Mechanical Heart Valve

By: Alere Staff

The human heart is made up of many parts, including 4 valves that help make sure blood is pumping through the heart. Properly working heart valves help the heart pump blood to the rest of the body. Sometimes, a heart valve may be damaged due to a disease, a narrowing, or calcium buildup and may need repair.

Repairing or Replacing the Heart Valve

If the heart valve cannot be repaired, your doctor may recommend repairing or replacing your heart valve(s). There are many factors that determine what procedure the heart doctor will choose. The factors can include your age, health, and how badly the heart valve is damaged.1 The heart doctors and surgeons will determine what replacement surgery is best for you. Rather than having open-heart surgery, most mechanical heart valve repair or replacement procedures today can be performed by a creating a smaller incision using a minimally invasive technique.2 If a replacement is required, the damaged valve will be removed and replaced with an artificial or mechanical valve.

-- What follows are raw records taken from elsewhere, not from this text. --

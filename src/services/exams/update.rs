use actix_web::{HttpRequest, HttpResponse, Result as ActixResult};

use super::{ExamService, validate_exam_update};
use crate::models::ApiResponse;
use crate::models::exams::requests::UpdateExamRequest;
use crate::services::common::{not_found, validation_failed};

pub async fn update_exam(
    service: &ExamService,
    id: i64,
    update_data: UpdateExamRequest,
    request: &HttpRequest,
) -> ActixResult<HttpResponse> {
    let storage = service.get_storage(request);

    let errors = validate_exam_update(&storage, id, &update_data).await?;
    if !errors.is_empty() {
        return Ok(validation_failed(errors));
    }

    match storage.update_exam(id, update_data).await? {
        Some(exam) => Ok(HttpResponse::Ok().json(ApiResponse::success(
            exam,
            "Exam updated successfully",
        ))),
        None => Ok(not_found("Exam")),
    }
}
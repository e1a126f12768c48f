use actix_web::{HttpRequest, HttpResponse, Result as ActixResult};
use tracing::info;

use super::FeeService;
use crate::models::fees::requests::UpdateFeeRequest;
use crate::models::{ActionStatus, ApiResponse};
use crate::services::common::{not_found, today};
use crate::services::notifications::triggers;

pub async fn mark_fee_paid(
    service: &FeeService,
    id: i64,
    request: &HttpRequest,
) -> ActixResult<HttpResponse> {
    let storage = service.get_storage(request);
    let today = today();

    let update = UpdateFeeRequest {
        is_paid: Some(true),
        payment_date: Some(today),
        ..Default::default()
    };

    match storage.update_fee(id, update).await? {
        Some(fee) => {
            info!("Fee {} marked as paid", fee.id);
            triggers::fee_saved(&storage, &fee, false, today).await;
            Ok(HttpResponse::Ok().json(ApiResponse::success(
                ActionStatus::new("Fee marked as paid"),
                "Fee marked as paid",
            )))
        }
        None => Ok(not_found("Fee")),
    }
}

Replacing Heart Valve with Mechanical Heart Valve

A mechanical heart valve is made of artificial materials, which are designed to last for a long time.3 Unlike the human heart valve, the mechanical heart valve may have a tendency for blood to stick to it because of the artificial materials. This in turn can cause a blood clot. In order to prevent a blood clot, an anticoagulant such as warfarin (or brand of warfarin such as Coumadin®) may be prescribed by your doctor.3 The anticoagulant will have to be taken as long as the mechanical heart valve is in place, which is for life, to ensure that blood clots do not form. The doctor will help to monitor your INR to make sure the medication is performing the right way.

  1. U.S. Department of Health & Human Services. National Heart, Lung and Blood Institute. How Is Heart Valve Disease Treated? Updated November 16, 2011. Accessed August 9, 2013.
  2. Otto CM, Bonow RO. Valvular heart disease. In: Bonow RO, Mann DL, Zipes DP, Libby P, eds. Braunwald's Heart Disease: A Textbook of Cardiovascular Medicine. 9th ed. Philadelphia, Pa: Saunders Elsevier; 2011:chap 66.
  3. Bernstein D. General principles of treatment of congenital heart disease. In: Kliegman RM, Behrman RE, Jenson HB, Stanton BF, eds. Nelson Textbook of Pediatrics. 19th ed. Philadelphia, Pa: Saunders Elsevier; 2011:chap 428.